Today 5 Sept 2018, the MHRA has announced that going forward, that the agency intends to regard glucosamine containing products (GCPs), with a level of base glucosamine equal to or greater than 1178mg/day, as medicines. This is based both on the evidence of pharmacological effect and because it is clear, from their review, that most people use GCP for a medicinal purpose. This means GCPs containing at least 1178mg/day of glucosamine cannot continue to be sold without a marketing authorisation. The full article can be read via this link.
The history, status and claims associated with GCPs is an interesting one. Glucosamine base 1178mg (equivalent to 1500mg Glucosamine Sulphate) has been regulated as both a food supplement and a medicinal product in the UK for many years. The differentiator being, the claim that can be legally made and so defining its regulatory status.

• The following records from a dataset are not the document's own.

//! Network registry

use super::constants::{chain_ids, networks};
use serde::Serialize;

/// Static description of a supported EVM network
#[derive(Debug, Clone, Copy, PartialEq, Eq, Serialize)]
#[serde(rename_all = "camelCase")]
pub struct NetworkDescriptor {
    /// Key used for contract address lookups
    pub canonical_key: &'static str,
    /// EIP-155 chain id
    pub chain_id: u64,
    /// Human-readable name
    pub display_name: &'static str,
    /// Native currency symbol
    pub native_currency_symbol: &'static str,
    /// Native currency decimals
    pub native_decimals: u8,
    /// Public JSON-RPC endpoints in priority order
    pub rpc_urls: &'static [&'static str],
    /// Block explorer base URL
    pub block_explorer_url: &'static str,
    /// Whether this is a testnet
    pub is_testnet: bool,
}

static NETWORKS: &[NetworkDescriptor] = &[
    NetworkDescriptor {
        canonical_key: networks::ETHEREUM,
        chain_id: chain_ids::ETHEREUM,
        display_name: "Ethereum Mainnet",
        native_currency_symbol: "ETH",
        native_decimals: 18,
        rpc_urls: &[
            "https://eth.llamarpc.com",
            "https://rpc.ankr.com/eth",
            "https://cloudflare-eth.com",
        ],
        block_explorer_url: "https://etherscan.io",
        is_testnet: false,
    },
    NetworkDescriptor {
        canonical_key: networks::BINANCE,
        chain_id: chain_ids::BINANCE,
        display_name: "BNB Smart Chain",
        native_currency_symbol: "BNB",
        native_decimals: 18,
        rpc_urls: &[
            "https://bsc-dataseed.binance.org",
            "https://bsc-dataseed1.defibit.io",
            "https://bsc.publicnode.com",
        ],
        block_explorer_url: "https://bscscan.com",
        is_testnet: false,
    },
    NetworkDescriptor {
        canonical_key: networks::BINANCE_TESTNET,
        chain_id: chain_ids::BINANCE_TESTNET,
        display_name: "BSC Testnet",
        native_currency_symbol: "tBNB",
        native_decimals: 18,
        rpc_urls: &[
            "https://data-seed-prebsc-1-s1.binance.org:8545",
            "https://data-seed-prebsc-2-s1.binance.org:8545",
            "https://bsc-testnet.publicnode.com",
        ],
        block_explorer_url: "https://testnet.bscscan.com",
        is_testnet: true,
    },
    NetworkDescriptor {
        canonical_key: networks::POLYGON,
        chain_id: chain_ids::POLYGON,
        display_name: "Polygon",
        native_currency_symbol: "MATIC",
        native_decimals: 18,
        rpc_urls: &["https://polygon-rpc.com", "https://rpc.ankr.com/polygon"],
        block_explorer_url: "https://polygonscan.com",
        is_testnet: false,
    },
    NetworkDescriptor {
        canonical_key: networks::MUMBAI,
        chain_id: chain_ids::MUMBAI,
        display_name: "Polygon Mumbai",
        native_currency_symbol: "MATIC",
        native_decimals: 18,
        rpc_urls: &[
            "https://rpc-mumbai.maticvigil.com",
            "https://polygon-mumbai-bor.publicnode.com",
        ],
        block_explorer_url: "https://mumbai.polygonscan.com",
        is_testnet: true,
    },
    NetworkDescriptor {
        canonical_key: networks::ARBITRUM,
        chain_id: chain_ids::ARBITRUM,
        display_name: "Arbitrum One",
        native_currency_symbol: "ETH",
        native_decimals: 18,
        rpc_urls: &["https://arb1.arbitrum.io/rpc", "https://rpc.ankr.com/arbitrum"],
        block_explorer_url: "https://arbiscan.io",
        is_testnet: false,
    },
    NetworkDescriptor {
        canonical_key: networks::OPTIMISM,
        chain_id: chain_ids::OPTIMISM,
        display_name: "Optimism",
        native_currency_symbol: "ETH",
        native_decimals: 18,
        rpc_urls: &["https://mainnet.optimism.io", "https://rpc.ankr.com/optimism"],
        block_explorer_url: "https://optimistic.etherscan.io",
        is_testnet: false,
    },
    NetworkDescriptor {
        canonical_key: networks::AVALANCHE,
        chain_id: chain_ids::AVALANCHE,
        display_name: "Avalanche C-Chain",
        native_currency_symbol: "AVAX",
        native_decimals: 18,
        rpc_urls: &[
            "https://api.avax.network/ext/bc/C/rpc",
            "https://rpc.ankr.com/avalanche",
        ],
        block_explorer_url: "https://snowtrace.io",
        is_testnet: false,
    },
    NetworkDescriptor {
        canonical_key: networks::FANTOM,
        chain_id: chain_ids::FANTOM,
        display_name: "Fantom Opera",
        native_currency_symbol: "FTM",
        native_decimals: 18,
        rpc_urls: &["https://rpc.ftm.tools", "https://rpc.ankr.com/fantom"],
        block_explorer_url: "https://ftmscan.com",
        is_testnet: false,
    },
];

impl NetworkDescriptor {
    /// All registered networks
    pub fn all() -> &'static [NetworkDescriptor] {
        NETWORKS
    }

    /// Look up a network by canonical key (exact match)
    pub fn by_key(key: &str) -> Option<&'static NetworkDescriptor> {
        NETWORKS.iter().find(|n| n.canonical_key == key)
    }

    /// Look up a network by chain id
    pub fn by_chain_id(chain_id: u64) -> Option<&'static NetworkDescriptor> {
        NETWORKS.iter().find(|n| n.chain_id == chain_id)
    }

    /// Chain id as a `0x`-prefixed hex quantity
    pub fn chain_id_hex(&self) -> String {
        format!("0x{:x}", self.chain_id)
    }

    /// Explorer link for a transaction hash
    pub fn explorer_tx_url(&self, tx_hash: &str) -> String {
        format!("{}/tx/{}", self.block_explorer_url, tx_hash)
    }

    /// Parameters for `wallet_addEthereumChain`
    pub fn add_chain_params(&self) -> serde_json::Value {
        serde_json::json!([{
            "chainId": self.chain_id_hex(),
            "chainName": self.display_name,
            "nativeCurrency": {
                "name": self.native_currency_symbol,
                "symbol": self.native_currency_symbol,
                "decimals": self.native_decimals,
            },
            "rpcUrls": self.rpc_urls,
            "blockExplorerUrls": [self.block_explorer_url],
        }])
    }
}

/// Human-readable name for a canonical key
pub fn canonical_key_to_display_name(key: &str) -> Option<&'static str> {
    NetworkDescriptor::by_key(key).map(|n| n.display_name)
}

Glucosamine base (1178mg) as a medicinal product can be marketed for the ‘Relief of symptoms in mild to moderate osteoarthritis of the knee.’ Glucosamine base 1178mg, as a food supplement, cannot make a health claim. This follows the introduction of the Nutrition and Health Claims regulation (EC 1926/2006) and the creation of the positive list of authorised health claims. The 6-month transition period for the removal of non-authorised health claims from food supplements, began 14 Dec 2012. Glucosamine and its salts fell victim to this regulation. Legitimately, since 2013, the majority of glucosamine food supplements have been co-formulated with Vitamin C or Vitamin D in order to maintain a healthy joint claim on pack to signpost to consumers.
What’s next for Glucosamine 1178mg base products?
Interesting the National Institute for health and Care Excellence (NICE) in February 2014 issued guidance to not recommend glucosamine for osteoarthritis. Prescription volumes for Glucosamine 1500mg have dramatically decreased over the last ten years, with GPs and formularies directing patients to Food Supplements. In Dec 2017, a leaflet was published for patients, advising that Glucosamine and Chondroitin could no longer be prescribed.
Old Glucosamine MAAs could be reinvented, but much of the prevailing evidence and pressures of spiralling drug costs does not indicate that there is likely to be a return to prescription volumes of old. Food supplements manufacturers face the ‘pain’ of reformulation, supply chain challenges and renewed education on the part of the consumer to introduce new glucosamine food supplements that fall below the 1178mg threshold.